Chicago Reader co-owner Leonard Goodman said Tuesday he would step down from the newspaper, which had essentially run out of money, and allow a newly formed nonprofit organization to take control in hopes of keeping it afloat.

“We can not continue the fight without destroying the Reader,” Goodman said in a statement first released by the Chicago Tribune.
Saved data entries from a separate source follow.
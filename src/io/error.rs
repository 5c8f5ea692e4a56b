//! Error types and context management for tile combination runs

use std::fmt;
use std::path::{Path, PathBuf};

/// Main error type for all tile combination operations
#[derive(Debug)]
pub enum ComboError {
    /// Edge table does not have one descriptor per tile
    EdgeTableMismatch {
        /// Number of tiles in the working set
        expected: usize,
        /// Number of descriptors supplied
        actual: usize,
    },

    /// Edge descriptor string could not be parsed
    InvalidEdgeDescriptor {
        /// Position of the descriptor in the edge table
        index: usize,
        /// The offending descriptor text
        descriptor: String,
        /// Explanation of why the descriptor is invalid
        reason: String,
    },

    /// The same tile identifier appears more than once in the working set
    DuplicateTile {
        /// Repeated tile identifier
        tile: u32,
    },

    /// A tile in the working set has no edge descriptor
    MissingEdges {
        /// Tile identifier without a descriptor
        tile: u32,
    },

    /// Tile map document is missing fields or holds unexpected values
    MalformedInput {
        /// Description of what's wrong with the document
        reason: String,
    },

    /// Input file is not valid JSON
    InvalidJson {
        /// Path to the input file
        path: PathBuf,
        /// Underlying parser error
        source: serde_json::Error,
    },

    /// General file system operation failure
    FileSystem {
        /// Path involved in the operation
        path: PathBuf,
        /// Description of the operation that failed
        operation: &'static str,
        /// Underlying I/O error
        source: std::io::Error,
    },

    /// Output document could not be serialized
    Serialization {
        /// Path the document was destined for
        path: PathBuf,
        /// Underlying serializer error
        source: serde_json::Error,
    },
}

/// Coarse classification of [`ComboError`] variants
#[derive(Debug, Clone, Copy, PartialEq, Eq)]
pub enum ErrorKind {
    /// The edge table does not fit the tile set
    Configuration,
    /// The input document cannot be interpreted
    MalformedInput,
    /// Reading or writing files failed
    Io,
}

impl ComboError {
    /// Classify this error
    pub const fn kind(&self) -> ErrorKind {
        match self {
            Self::EdgeTableMismatch { .. }
            | Self::InvalidEdgeDescriptor { .. }
            | Self::DuplicateTile { .. }
            | Self::MissingEdges { .. } => ErrorKind::Configuration,
            Self::MalformedInput { .. } | Self::InvalidJson { .. } => ErrorKind::MalformedInput,
            Self::FileSystem { .. } | Self::Serialization { .. } => ErrorKind::Io,
        }
    }
}

impl fmt::Display for ComboError {
    fn fmt(&self, f: &mut fmt::Formatter<'_>) -> fmt::Result {
        match self {
            Self::EdgeTableMismatch { expected, actual } => {
                write!(
                    f,
                    "Edge table size mismatch: {actual} descriptors for {expected} tiles"
                )
            }
            Self::InvalidEdgeDescriptor {
                index,
                descriptor,
                reason,
            } => {
                write!(
                    f,
                    "Invalid edge descriptor '{descriptor}' at index {index}: {reason}"
                )
            }
            Self::DuplicateTile { tile } => {
                write!(f, "Tile {tile} appears more than once in the tile set")
            }
            Self::MissingEdges { tile } => {
                write!(f, "No edge descriptor for tile {tile}")
            }
            Self::MalformedInput { reason } => {
                write!(f, "Malformed tile map: {reason}")
            }
            Self::InvalidJson { path, source } => {
                write!(f, "Failed to parse '{}': {source}", path.display())
            }
            Self::FileSystem {
                path,
                operation,
                source,
            } => {
                write!(
                    f,
                    "File system error during {operation} on '{}': {source}",
                    path.display()
                )
            }
            Self::Serialization { path, source } => {
                write!(
                    f,
                    "Failed to serialize output for '{}': {source}",
                    path.display()
                )
            }
        }
    }
}

impl std::error::Error for ComboError {
    fn source(&self) -> Option<&(dyn std::error::Error + 'static)> {
        match self {
            Self::InvalidJson { source, .. } | Self::Serialization { source, .. } => Some(source),
            Self::FileSystem { source, .. } => Some(source),
            _ => None,
        }
    }
}

/// Convenience type alias for tile combination results
pub type Result<T> = std::result::Result<T, ComboError>;

/// Attaches the file and operation to errors raised by path-based operations
pub trait WithPath<T> {
    /// Wrap the error together with the path it concerns
    ///
    /// # Errors
    ///
    /// Propagates the underlying error converted into a [`ComboError`]
    fn with_path(self, path: &Path, operation: &'static str) -> Result<T>;

    /// Wrap a decoding failure as invalid input at `path`
    ///
    /// # Errors
    ///
    /// Propagates the underlying error converted into a [`ComboError`]
    fn as_input(self, path: &Path) -> Result<T>;
}

impl<T> WithPath<T> for std::result::Result<T, std::io::Error> {
    fn with_path(self, path: &Path, operation: &'static str) -> Result<T> {
        self.map_err(|source| ComboError::FileSystem {
            path: path.to_path_buf(),
            operation,
            source,
        })
    }

    fn as_input(self, path: &Path) -> Result<T> {
        self.with_path(path, "read")
    }
}

impl<T> WithPath<T> for std::result::Result<T, serde_json::Error> {
    fn with_path(self, path: &Path, _operation: &'static str) -> Result<T> {
        self.map_err(|source| ComboError::Serialization {
            path: path.to_path_buf(),
            source,
        })
    }

    fn as_input(self, path: &Path) -> Result<T> {
        self.map_err(|source| ComboError::InvalidJson {
            path: path.to_path_buf(),
            source,
        })
    }
}

/// Create a malformed input error
pub fn malformed_input(reason: &impl ToString) -> ComboError {
    ComboError::MalformedInput {
        reason: reason.to_string(),
    }
}

/// Create an invalid edge descriptor error
pub fn invalid_descriptor(
    index: usize,
    descriptor: &impl ToString,
    reason: &impl ToString,
) -> ComboError {
    ComboError::InvalidEdgeDescriptor {
        index,
        descriptor: descriptor.to_string(),
        reason: reason.to_string(),
    }
}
Goodman, its owner since 2018, had stopped the newspaper’s transition after a staff backlash into a column he published that raised skepticism about children’s coronavirus vaccines.

The reader’s other owner, Chicago developer Elzie Higginbottom, and Bob Reiter Jr., a member of Reader’s nonprofit board, told The Washington Post that they both received notice Tuesday that Goodman had approved the newspaper’s transfer. Goodman did not immediately respond to inquiries from The Post.

“It’s been so much anger and anxiety and frustration,” said Philip Montoro, a longtime Reader editor. “People have been really worried about their livelihoods and their health – and it has been lifted from them.”

Tuesday’s news ends a bitter, months-long dispute that began with Goodman’s column in November.

A fight over a vaccine column could kill one of the oldest all-week magazines

“We have been kept in the dark about the vaccine’s safety and effectiveness by our government and its partners in Big Pharma,” he wrote. “As a parent, I will demand more answers before I just take their word for it.”

But Goodman also cited several dubious sources who raised red flags for Reader employees. In response, publisher Tracy Baim hired an external fact-checker who marked more than a dozen of Goodman’s claims as misleading or false. Goodman resisted any change, Baim said, and in the end, his column remained untouched with no corrections or clarifications.

Still, Goodman’s allies in the newspaper’s board called it an attempt at censorship and raised concerns about freedom of speech and governance at the newspaper. They insisted on changes at Reader related to censorship that delayed the weekly magazine’s transition to a nonprofit organization. The dispute culminated last week with Reader employees and supporters starting a protest rally in front of Goodman’s home.

Goodman, a prominent Chicago lawyer, and Higginbottom bought Reader in 2018 from the Chicago Sun-Times for a nominal $ 1 with the goal of saving the newspaper from closure. Higginbottom sided with the staff in their fight against Goodman. A statement from his office on Tuesday said Higginbottom “greatly appreciates everything Len Goodman has done to save The Reader over the last many years and looks forward to what the nonprofit will deliver.”

Three board members in line with Goodman also said they would resign, according to the Chicago Tribune.

The nonprofit arm of Reader could resume fundraising efforts and the search for grants, Baim said. She said she expected the reader’s transition to a nonprofit to be completed within the next week.

Readers, meanwhile, spent the day preparing for the next print edition – halting plans to hold another protest in front of Goodman’s home.

“We are not going to be burned here,” Montoro said, sounding almost disbelieving. “It’s really over. We really won.”